Dependence on distant Arbroath provided an inadequate income for the proper upkeep of the Kirk building. In 1535, the abbey of Arbroath and Sir James Crichton of Frendraught came to a financial arrangement. The abbey leased to the laird the annual income from the teinds, the sheaves which the local farmers were obliged annually to give to Arbroath as owners of Forgue church. In return, the laird paid the abbey £100 Scots. The abbey converted into ready cash income which the monks might have had trouble collecting, and the parish gained because the laird agreed to mend the church roof.

 The names of the men who served as Forgue parish priests, before 1560 are uncertain, a few names however survive. Duncan in 1257 has been mentioned. In 1371 the priest was called Christimus, and he may have been a University graduate. In 1535, William Christieson was described as “a perpetual vicar at the altar of the Blessed Virgin Mary in the Chancel at Forgue”.

In the sixteenth century there were still too few parish churches.

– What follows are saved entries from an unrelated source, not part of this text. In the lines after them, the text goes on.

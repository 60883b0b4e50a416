//! Shared primitive types used across the entire simulation.

/// A point on the simulation clock, measured in elapsed in-game hours.
/// The clock advances by the tick size (1, 24 or 168 hours) each step.
pub type Tick = u64;

/// A duration in in-game hours.
pub type Hours = u64;

pub const HOURS_PER_DAY: Hours = 24;
pub const HOURS_PER_WEEK: Hours = 168;
pub const HOURS_PER_YEAR: Hours = 8760;
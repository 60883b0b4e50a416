//! Read-only view of the whole simulation for a presentation layer.
//!
//! A snapshot is captured on demand after a step or action. It carries
//! every state field, the derived economy figures, and the affordance
//! predicates a UI needs to enable or disable its controls.

use crate::{
    engine::SimEngine,
    state::{FinancingOffer, LoanOffer, Role, Team},
    types::{Tick, HOURS_PER_DAY, HOURS_PER_WEEK},
};
use serde::Serialize;
use std::collections::BTreeMap;

#[derive(Debug, Clone, Serialize, PartialEq)]
pub struct SimSnapshot {
    pub tick:            Tick,
    pub day:             u64,
    pub hour:            u64,
    pub tick_size_hours: u64,

    pub users:           f64,
    pub money:           f64,
    pub ownership:       f64,
    pub ad_level:        u8,
    pub marketing_spend: f64,
    pub team:            Team,
    pub is_down:         bool,
    pub friends_invited: f64,

    pub outstanding_loans:   BTreeMap<Tick, f64>,
    pub pending_financing:   Option<FinancingOffer>,
    pub pending_loan:        Option<LoanOffer>,
    pub next_financing_tick: Tick,

    pub sentiment:                 f64,
    pub moderation_level:          f64,
    pub ad_revenue_per_tick:       f64,
    pub team_spend_per_tick:       f64,
    pub churn_probability_per_tick: f64,
    pub organic_growth_probability_per_tick: f64,

    pub affordances: Affordances,
}

#[derive(Debug, Clone, Serialize, PartialEq, Eq)]
pub struct Affordances {
    pub can_raise_financing_now:      bool,
    pub has_pending_financing:        bool,
    pub can_request_loan:             bool,
    pub has_pending_loan:             bool,
    pub can_increase_ad_level:        bool,
    pub can_decrease_ad_level:        bool,
    pub can_decrease_marketing_spend: bool,
    pub can_fire_data_scientist:      bool,
    pub can_fire_moderator:           bool,
    pub can_fire_engineer:            bool,
    pub can_fast_forward_day:         bool,
    pub can_fast_forward_week:        bool,
}

impl SimSnapshot {
    pub fn capture(engine: &SimEngine) -> Self {
        let state = engine.state();
        let economy = engine.economy();

        Self {
            tick:            state.tick(),
            day:             state.clock.day(),
            hour:            state.clock.hour_of_day(),
            tick_size_hours: state.tick_size().hours(),

            users:           state.users(),
            money:           state.money(),
            ownership:       state.ownership(),
            ad_level:        state.ad_level,
            marketing_spend: state.marketing_spend,
            team:            state.team,
            is_down:         state.is_down,
            friends_invited: state.friends_invited,

            outstanding_loans:   state.ledger.outstanding_loans().clone(),
            pending_financing:   state.pending_financing,
            pending_loan:        state.pending_loan,
            next_financing_tick: state.next_financing_tick,

            sentiment:                 economy.sentiment(),
            moderation_level:          economy.moderation_level(),
            ad_revenue_per_tick:       economy.ad_revenue_per_tick(),
            team_spend_per_tick:       economy.team_spend_per_tick(),
            churn_probability_per_tick: economy.churn_probability_per_tick(),
            organic_growth_probability_per_tick: economy.organic_growth_probability_per_tick(),

            affordances: Affordances {
                can_raise_financing_now:      state.can_raise_financing_now(),
                has_pending_financing:        state.has_pending_financing(),
                can_request_loan:             state.can_request_loan(),
                has_pending_loan:             state.has_pending_loan(),
                can_increase_ad_level:        state.can_increase_ad_level(),
                can_decrease_ad_level:        state.can_decrease_ad_level(),
                can_decrease_marketing_spend: state.can_decrease_marketing_spend(),
                can_fire_data_scientist:      state.can_fire(Role::DataScientist),
                can_fire_moderator:           state.can_fire(Role::Moderator),
                can_fire_engineer:            state.can_fire(Role::Engineer),
                can_fast_forward_day:         state.can_fast_forward(HOURS_PER_DAY),
                can_fast_forward_week:        state.can_fast_forward(HOURS_PER_WEEK),
            },
        }
    }
}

Their buildings and furnishings might be dilapidated because repair income was siphoned off by monasteries. The 1535 financial arrangement between Arbroath Abbey and the Crichton’s of Frendraught at Forgue involved repair of the roof. By 1560 the control of parish finances by monasteries was a major cause of religious conflict.

In 1535, Sir James Crichton of Frendraught gave 24 marks annually for the support of the priest and the altar, fixed on rent payable from the lands of Bognie. The laird may have stipulated in return for the endowment that the repose of his soul and the souls of his family and descendants should forever be prayed for. Such gifts in exchange for prayers were a common practice in the later fifteenth and early sixteenth century.

 2. The Reformation

Before 1560 the nature of religious observance began to change ; the Reformers abolished saints and festivals. Religion became centred on preachers and the Bible and, less a matter of community observance. The laird’s gift of money in exchange for prayers to saints of 1535 fell foul of the Reformers’ rejection of masses for the dead and the worship of saints.

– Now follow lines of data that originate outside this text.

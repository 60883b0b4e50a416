use thiserror::Error;

#[derive(Error, Debug)]
pub enum SimError {
    #[error("Invalid action '{action}': {reason}")]
    InvalidAction {
        action: &'static str,
        reason: String,
    },

    #[error("Unknown action '{name}'")]
    UnknownAction { name: String },

    #[error("Invalid tick size: {hours} hours (expected 1, 24 or 168)")]
    InvalidTickSize { hours: u64 },
}

impl SimError {
    pub fn invalid(action: &'static str, reason: impl Into<String>) -> Self {
        Self::InvalidAction { action, reason: reason.into() }
    }
}

pub type SimResult<T> = Result<T, SimError>;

The Old Kirk changed from Roman Catholic observance to Presbyterianism in 1560. In August 1560 the Parliament of Scotland agreed to reform the religion of the country. The Reformed faith was defined by the Scots Confession written by John Knox. The Reformation required the founding of schools and poor Relief in every parish.

In the Forgue area the lairds who were Heritors of the Old Kirk until 1875 were mainly Episcopalians and, later, often Jacobite sympathisers. In Turriff churches were Presbyterian supporters.

The break-up of the Roman Catholic Church in Scotland at the reformation in 1560 was followed by the creation of a complex number of branches of the Scottish church during the next 300 years. Roman Catholic observance continued throughout the period and was particularly strong around Huntly because of the  Catholic Gordon family .

In 1560 the priest at Forgue, adhered to Roman Catholicism, Alexander Home, may have stayed on voluntarily or in hope that the change to Presbyterianism would not be permanent. The first certain protestant in the parish church was Andrew Spens, a reader (a congregation member to conduct some Kirk functions) perhaps a former priest, who did not arrive until 1574. Not until 1590, a whole generation after 1560, was the first ordained minister, Rev John Philip, appointed – and he stayed a year before he moved to Rothiemay. Things stabilised with the ministry of Rev James Hay, who served the parish between 1608 and the mid to late 1620s.

The Scottish Reformation was carried through in Edinborough in 1560. Carrying through the Reformation in remote parishes often took more than a generation. Successive attempts by the Stuarts to impose Bishops on the emerging Presbyterian church in Scotland caused ministers to ignore political changes throughout the 1620-40s.

 3. The Second Reformation

The conflict between Presbyterianism and the Anglican Church came to a head in the 1630s, when James Vl’s son Charles l ignored his Scottish subjects. Like his father, he wanted an Episcopalian church throughout Britain, controlled by himself. He intended to bring Scottish worship ‘into line’ with England. 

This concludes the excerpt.